Asked about this privilege in relation to her art’s “satirical critique of people in power,” Hunt wrote in an email via Shumlin spokesperson Scott Coriell, “As someone who shies away from the public eye and is uncomfortable with formal introductions, I thought this would be a fun way to share a bit of myself with Vermonters.”

Under different circumstances, any discomfort Hunt’s work provokes might be considered a mark of conceptual sophistication. Her “satire” is perhaps a self-fulfilling prophecy, as the press is certainly paying attention to her now. The work might even be considered feminist, given its shucking of the conventional social expectations of a governor’s spouse, and its twisted representation of life on her terms.

But it is impossible to divorce the work from the specific, privileged context in which it is presented, and difficult to detect intentions of sharing anything deeper than what is blatantly evident. That seems to be a lot of hurt, ostensibly disguised as humor. Hunt depicts herself as a hyper-feminized victim of a snarling press-mob.

In a work that does not appear related to media, and positioned across the office from “Judgment Day,” “P-cock went hunting (peacock and buck)” depicts Hunt’s husband as a flamboyant peacock in the process of eviscerating the buck he has just killed, guts spilling onto the floor. Shumlin explained during a Wednesday press conference that this piece originated when Hunt helped him bring a buck he had shot to the weigh station, “guts steaming like they do.”

He went on to say, “I think governors in their offices should be able to hang whatever artwork they choose,” citing former governor Jim Douglas’ 2004 decision to remove a certain “risqué” lamp from the same room. Contradicting his assertion of gubernatorial privilege, however, both Shumlin and his staff have repeatedly asserted that Hunt’s exhibition exists within the tradition of formally promoting the arts in the governor’s offices.
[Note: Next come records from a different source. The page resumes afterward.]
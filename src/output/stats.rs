//! Crawl statistics
//!
//! Controllers update a [`CrawlStats`] block of atomic counters as they run;
//! [`CrawlStats::snapshot`] copies them into a plain [`CrawlStatistics`]
//! value for reporting.

use chrono::{DateTime, Utc};
use std::sync::atomic::{AtomicU64, Ordering};
use std::sync::Mutex;

/// Live counters for one crawl controller
#[derive(Debug, Default)]
pub struct CrawlStats {
    entities_read: AtomicU64,
    units_generated: AtomicU64,
    units_dispatched: AtomicU64,
    units_retried: AtomicU64,
    units_succeeded: AtomicU64,
    units_failed: AtomicU64,
    stale_completions: AtomicU64,
    hook_errors: AtomicU64,
    store_errors: AtomicU64,
    window: Mutex<(Option<DateTime<Utc>>, Option<DateTime<Utc>>)>,
}

/// Point-in-time copy of a controller's counters
#[derive(Debug, Clone, Default, PartialEq, Eq)]
pub struct CrawlStatistics {
    /// Entities read from the store
    pub entities_read: u64,

    /// Units returned by the strategy's `generate` hook
    pub units_generated: u64,

    /// Units handed to the fetch pool, retries included
    pub units_dispatched: u64,

    /// Dispatches that were resends of a failed unit
    pub units_retried: u64,

    /// Attempts that completed successfully
    pub units_succeeded: u64,

    /// Attempts that failed and were queued for resend
    pub units_failed: u64,

    /// Completions dropped because pause/stop had already requeued the unit
    pub stale_completions: u64,

    /// Strategy hook invocations that returned an error or panicked
    pub hook_errors: u64,

    /// Entity store reads that failed
    pub store_errors: u64,

    /// When the controller last started from `Stopped`
    pub started_at: Option<DateTime<Utc>>,

    /// When the controller last reached `Stopped`
    pub finished_at: Option<DateTime<Utc>>,
}

impl CrawlStats {
    pub fn new() -> Self {
        Self::default()
    }

    pub(crate) fn entity_read(&self) {
        self.entities_read.fetch_add(1, Ordering::Relaxed);
    }

    pub(crate) fn units_generated(&self, count: usize) {
        self.units_generated
            .fetch_add(count as u64, Ordering::Relaxed);
    }

    pub(crate) fn unit_dispatched(&self, retry: bool) {
        self.units_dispatched.fetch_add(1, Ordering::Relaxed);
        if retry {
            self.units_retried.fetch_add(1, Ordering::Relaxed);
        }
    }

    pub(crate) fn unit_succeeded(&self) {
        self.units_succeeded.fetch_add(1, Ordering::Relaxed);
    }

    pub(crate) fn unit_failed(&self) {
        self.units_failed.fetch_add(1, Ordering::Relaxed);
    }

    pub(crate) fn stale_completion(&self) {
        self.stale_completions.fetch_add(1, Ordering::Relaxed);
    }

    pub(crate) fn hook_error(&self) {
        self.hook_errors.fetch_add(1, Ordering::Relaxed);
    }

    pub(crate) fn store_error(&self) {
        self.store_errors.fetch_add(1, Ordering::Relaxed);
    }

    pub(crate) fn mark_started(&self) {
        if let Ok(mut window) = self.window.lock() {
            *window = (Some(Utc::now()), None);
        }
    }

    pub(crate) fn mark_finished(&self) {
        if let Ok(mut window) = self.window.lock() {
            window.1 = Some(Utc::now());
        }
    }

    /// Copies the current counter values
    pub fn snapshot(&self) -> CrawlStatistics {
        let (started_at, finished_at) = self
            .window
            .lock()
            .map(|window| *window)
            .unwrap_or_default();

        CrawlStatistics {
            entities_read: self.entities_read.load(Ordering::Relaxed),
            units_generated: self.units_generated.load(Ordering::Relaxed),
            units_dispatched: self.units_dispatched.load(Ordering::Relaxed),
            units_retried: self.units_retried.load(Ordering::Relaxed),
            units_succeeded: self.units_succeeded.load(Ordering::Relaxed),
            units_failed: self.units_failed.load(Ordering::Relaxed),
            stale_completions: self.stale_completions.load(Ordering::Relaxed),
            hook_errors: self.hook_errors.load(Ordering::Relaxed),
            store_errors: self.store_errors.load(Ordering::Relaxed),
            started_at,
            finished_at,
        }
    }
}

impl CrawlStatistics {
    /// Share of dispatched attempts that succeeded, as a percentage
    pub fn success_rate(&self) -> f64 {
        if self.units_dispatched == 0 {
            return 0.0;
        }
        (self.units_succeeded as f64 / self.units_dispatched as f64) * 100.0
    }
}

/// Prints statistics to stdout in a formatted manner
///
/// # Arguments
///
/// * `name` - The controller the statistics belong to
/// * `stats` - The statistics to display
pub fn print_statistics(name: &str, stats: &CrawlStatistics) {
    println!("=== Crawl Statistics: {} ===\n", name);

    println!("Entities:");
    println!("  Read from store: {}", stats.entities_read);
    println!("  Store read errors: {}", stats.store_errors);
    println!();

    println!("Fetch Units:");
    println!("  Generated: {}", stats.units_generated);
    println!(
        "  Dispatched: {} ({} retries)",
        stats.units_dispatched, stats.units_retried
    );
    println!("  Succeeded: {}", stats.units_succeeded);
    println!("  Failed attempts: {}", stats.units_failed);
    println!("  Stale completions: {}", stats.stale_completions);
    println!();

    if stats.hook_errors > 0 {
        println!("Strategy hook errors: {}", stats.hook_errors);
        println!();
    }

    if let (Some(started), Some(finished)) = (stats.started_at, stats.finished_at) {
        let elapsed = finished - started;
        println!("Duration: {:.1}s", elapsed.num_milliseconds() as f64 / 1000.0);
    }

    println!(
        "Success Rate: {:.1}% ({} / {} attempts)",
        stats.success_rate(),
        stats.units_succeeded,
        stats.units_dispatched
    );
}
But if the governor intended Hunt’s work to be judged on its own merits, this was the wrong venue for its exhibition. And that’s the least funny part of this satirical show: Regardless of whatever career Hunt may have as a Vermont artist, her debut exhibition in the state is inextricable — in form and content — from the political dimensions of her personal life.

As Shumlin told the press, Hunt has gone from “a life where there’s no scrutiny at all, to being watched.”